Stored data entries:

::::

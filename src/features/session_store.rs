//! Session cookie persistence.
//!
//! After a successful login the browser cookies are saved to the configured
//! cookie path (default `~/.feed-scout/sessions/linkedin_com.json`). The next
//! run restores them into the tab before navigation so it starts
//! authenticated, without typing credentials or passing a CAPTCHA again.

use anyhow::{anyhow, Result};
use chromiumoxide::cdp::browser_protocol::network::{CookieParam, SetCookiesParams};
use chromiumoxide::Page;
use std::path::Path;
use tracing::{info, warn};

// ─────────────────────────────────────────────────────────────────────────────
// Expiry
// ─────────────────────────────────────────────────────────────────────────────

/// Whether a stored jar is certainly stale at `now` (unix seconds): every
/// persistent cookie has expired. Session-only jars are never considered stale
/// here; the feed check after restore decides. CDP reports `expires == -1`
/// for session-scoped cookies.
pub fn jar_expired(raw_cookies: &[serde_json::Value], now: f64) -> bool {
    let persistent: Vec<f64> = raw_cookies
        .iter()
        .filter_map(|v| v.get("expires").and_then(|e| e.as_f64()))
        .filter(|&exp| exp > 0.0)
        .collect();
    !persistent.is_empty() && persistent.iter().all(|&exp| exp <= now)
}

// ─────────────────────────────────────────────────────────────────────────────
// Load / remove
// ─────────────────────────────────────────────────────────────────────────────

/// Load stored cookies as raw JSON values.
///
/// `None` when the file is missing, unreadable, malformed or empty.
pub fn load_raw(path: &Path) -> Option<Vec<serde_json::Value>> {
    let content = std::fs::read_to_string(path).ok()?;
    let cookies: Vec<serde_json::Value> = match serde_json::from_str(&content) {
        Ok(c) => c,
        Err(e) => {
            warn!(
                "session_store: ignoring malformed cookie file {}: {}",
                path.display(),
                e
            );
            return None;
        }
    };
    if cookies.is_empty() {
        return None;
    }
    info!(
        "session_store: 🍪 loaded {} cookies ({})",
        cookies.len(),
        path.display()
    );
    Some(cookies)
}

/// Remove a stale cookie file so the next run logs in afresh.
pub fn invalidate(path: &Path) {
    if !path.exists() {
        return;
    }
    match std::fs::remove_file(path) {
        Ok(()) => info!("session_store: 🗑️  removed stale session ({})", path.display()),
        Err(e) => warn!(
            "session_store: failed to remove session file {}: {}",
            path.display(),
            e
        ),
    }
}

/// Cookie entries that deserialize into CDP `CookieParam`s. Malformed entries
/// are skipped so a partially broken file never blocks a run.
pub fn to_cookie_params(raw_cookies: &[serde_json::Value]) -> Vec<CookieParam> {
    raw_cookies
        .iter()
        .filter_map(|v| serde_json::from_value::<CookieParam>(v.clone()).ok())
        .collect()
}

// ─────────────────────────────────────────────────────────────────────────────
// Restore / persist
// ─────────────────────────────────────────────────────────────────────────────

/// Inject stored cookies into `page`. Call **before** navigating so they ride
/// on the first request. Returns the number of cookies injected (0 when there
/// is nothing usable on disk).
pub async fn restore(page: &Page, path: &Path) -> usize {
    let Some(raw) = load_raw(path) else {
        return 0;
    };

    let now = chrono::Utc::now().timestamp() as f64;
    if jar_expired(&raw, now) {
        info!("session_store: stored session has expired");
        invalidate(path);
        return 0;
    }

    let params = to_cookie_params(&raw);
    if params.is_empty() {
        warn!("session_store: stored session contained no valid cookies - skipping injection");
        return 0;
    }

    let count = params.len();
    match page.execute(SetCookiesParams::new(params)).await {
        Ok(_) => {
            info!("session_store: 💉 injected {} session cookies", count);
            count
        }
        Err(e) => {
            warn!("session_store: failed to inject session cookies: {}", e);
            0
        }
    }
}

/// Save the tab's current cookies to `path`, creating parent directories.
pub async fn persist(page: &Page, path: &Path) -> Result<usize> {
    let cookies = page
        .get_cookies()
        .await
        .map_err(|e| anyhow!("failed to read browser cookies: {}", e))?;

    if let Some(parent) = path.parent() {
        std::fs::create_dir_all(parent)
            .map_err(|e| anyhow!("failed to create {}: {}", parent.display(), e))?;
    }
    let json = serde_json::to_string_pretty(&cookies)?;
    std::fs::write(path, json).map_err(|e| anyhow!("failed to write {}: {}", path.display(), e))?;

    info!(
        "session_store: 💾 saved {} cookies ({})",
        cookies.len(),
        path.display()
    );
    Ok(cookies.len())
}

// ─────────────────────────────────────────────────────────────────────────────
// Tests
// ─────────────────────────────────────────────────────────────────────────────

::::

**DIRECTIONS:**
Look through the data above and report every line in which "Result" appears.

**RESPONSE TO THIS EXERCISE:**
use anyhow::{anyhow, Result};
pub async fn persist(page: &Page, path: &Path) -> Result<usize> {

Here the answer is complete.